§ **TASK OBJECTIVE**: Among the entries below, find the lines holding "single" and copy them.

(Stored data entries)
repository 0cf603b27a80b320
#![allow(dead_code)]

pub mod synthetic_image;
//! I/O helpers at the boundary of the edge pipeline.
//!
//! - `decode_packed_rgb`: read a PNG/JPEG/etc. into a grid of packed `0xRRGGBB` cells.
//! - `to_grayscale`: luma reduction of a packed grid to single-channel intensities.
//! - `encode`: write a grayscale or packed grid to disk (format from the extension).
//! - `write_json_file`: pretty-print a serializable value to disk.
//!
//! Channel packing lives here only; the convolution core never sees it.
use super::{Grid, ImageView};
use image::{Rgb, RgbImage};
use serde::{Deserialize, Serialize};
use std::fs;
use std::path::{Path, PathBuf};

const LUMA_R: f64 = 0.299;
const LUMA_G: f64 = 0.587;
const LUMA_B: f64 = 0.114;

/// How the integer cells of a grid decode to a visual pixel.
#[derive(Clone, Copy, Debug, Default, PartialEq, Eq, Serialize, Deserialize)]
#[serde(rename_all = "camelCase")]
pub enum PixelFormat {
    /// One intensity in `[0, 255]` per cell.
    #[default]
    Grayscale,
    /// Bits 16–23 red, 8–15 green, 0–7 blue.
    PackedRgb,
}

/// The input image could not be read or decoded.
#[derive(Debug)]
pub struct DecodeError {
    pub path: PathBuf,
    pub source: image::ImageError,
}

impl std::fmt::Display for DecodeError {
    fn fmt(&self, f: &mut std::fmt::Formatter<'_>) -> std::fmt::Result {
        write!(f, "Failed to open {}: {}", self.path.display(), self.source)
    }
}

impl std::error::Error for DecodeError {
    fn source(&self) -> Option<&(dyn std::error::Error + 'static)> {
        Some(&self.source)
    }
}

/// The output image could not be written.
#[derive(Debug)]
pub enum EncodeError {
    CreateDir {
        path: PathBuf,
        source: std::io::Error,
    },
    Write {
        path: PathBuf,
        source: image::ImageError,
    },
}

impl std::fmt::Display for EncodeError {
    fn fmt(&self, f: &mut std::fmt::Formatter<'_>) -> std::fmt::Result {
        match self {
            EncodeError::CreateDir { path, source } => {
                write!(f, "Failed to create {}: {source}", path.display())
            }
            EncodeError::Write { path, source } => {
                write!(f, "Failed to save {}: {source}", path.display())
            }
        }
    }
}

impl std::error::Error for EncodeError {
    fn source(&self) -> Option<&(dyn std::error::Error + 'static)> {
        match self {
            EncodeError::CreateDir { source, .. } => Some(source),
            EncodeError::Write { source, .. } => Some(source),
        }
    }
}

#[inline]
pub fn pack_rgb(r: u8, g: u8, b: u8) -> i32 {
    ((r as i32) << 16) | ((g as i32) << 8) | b as i32
}

/// Expand a single intensity to a gray packed pixel `(v<<16)|(v<<8)|v`.
#[inline]
pub fn pack_gray(v: u8) -> i32 {
    pack_rgb(v, v, v)
}

#[inline]
pub fn unpack_rgb(pixel: i32) -> [u8; 3] {
    [
        ((pixel >> 16) & 0xff) as u8,
        ((pixel >> 8) & 0xff) as u8,
        (pixel & 0xff) as u8,
    ]
}

/// Load an image from disk as a grid of packed RGB cells (alpha dropped).
pub fn decode_packed_rgb(path: &Path) -> Result<Grid, DecodeError> {
    let img = image::open(path)
        .map_err(|source| DecodeError {
            path: path.to_path_buf(),
            source,
        })?
        .into_rgb8();
    let mut grid = Grid::new(img.width() as usize, img.height() as usize);
    for (x, y, px) in img.enumerate_pixels() {
        let [r, g, b] = px.0;
        grid.set(x as usize, y as usize, pack_rgb(r, g, b));
    }
    Ok(grid)
}

/// Reduce a packed RGB grid to intensities: `round(0.299·R + 0.587·G + 0.114·B)`.
pub fn to_grayscale(packed: &Grid) -> Grid {
    packed.map(|pixel| {
        let [r, g, b] = unpack_rgb(pixel);
        (LUMA_R * r as f64 + LUMA_G * g as f64 + LUMA_B * b as f64).round() as i32
    })
}

/// Decode `path` and reduce it to a single-channel intensity grid.
pub fn load_grayscale(path: &Path) -> Result<Grid, DecodeError> {
    decode_packed_rgb(path).map(|packed| to_grayscale(&packed))
}

/// Write `grid` to `path`, creating parent directories.
///
/// Grayscale cells are clamped into `[0, 255]` and expanded to gray packed
/// pixels; packed cells are written channel by channel.
pub fn encode(grid: &Grid, format: PixelFormat, path: &Path) -> Result<(), EncodeError> {
    ensure_parent_dir(path).map_err(|(dir, source)| EncodeError::CreateDir { path: dir, source })?;
    let mut out = RgbImage::new(grid.w as u32, grid.h as u32);
    for (y, row) in grid.rows().enumerate() {
        for (x, &v) in row.iter().enumerate() {
            let packed = match format {
                PixelFormat::Grayscale => pack_gray(v.clamp(0, 255) as u8),
                PixelFormat::PackedRgb => v,
            };
            out.put_pixel(x as u32, y as u32, Rgb(unpack_rgb(packed)));
        }
    }
    out.save(path).map_err(|source| EncodeError::Write {
        path: path.to_path_buf(),
        source,
    })
}

/// Serialize a value as pretty JSON to `path`, creating parent directories.
pub fn write_json_file<T: Serialize>(path: &Path, value: &T) -> Result<(), String> {
    ensure_parent_dir(path)
        .map_err(|(dir, e)| format!("Failed to create {}: {e}", dir.display()))?;
    let json = serde_json::to_string_pretty(value)
        .map_err(|e| format!("Failed to serialize JSON for {}: {e}", path.display()))?;
    fs::write(path, json).map_err(|e| format!("Failed to write JSON {}: {e}", path.display()))
}

fn ensure_parent_dir(path: &Path) -> Result<(), (PathBuf, std::io::Error)> {
    if let Some(parent) = path.parent() {
        if !parent.as_os_str().is_empty() {
            fs::create_dir_all(parent).map_err(|e| (parent.to_path_buf(), e))?;
        }
    }
    Ok(())
}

§ **RESULT OF THIS EXERCISE**:
//! - `to_grayscale`: luma reduction of a packed grid to single-channel intensities.
/// Expand a single intensity to a gray packed pixel `(v<<16)|(v<<8)|v`.
/// Decode `path` and reduce it to a single-channel intensity grid.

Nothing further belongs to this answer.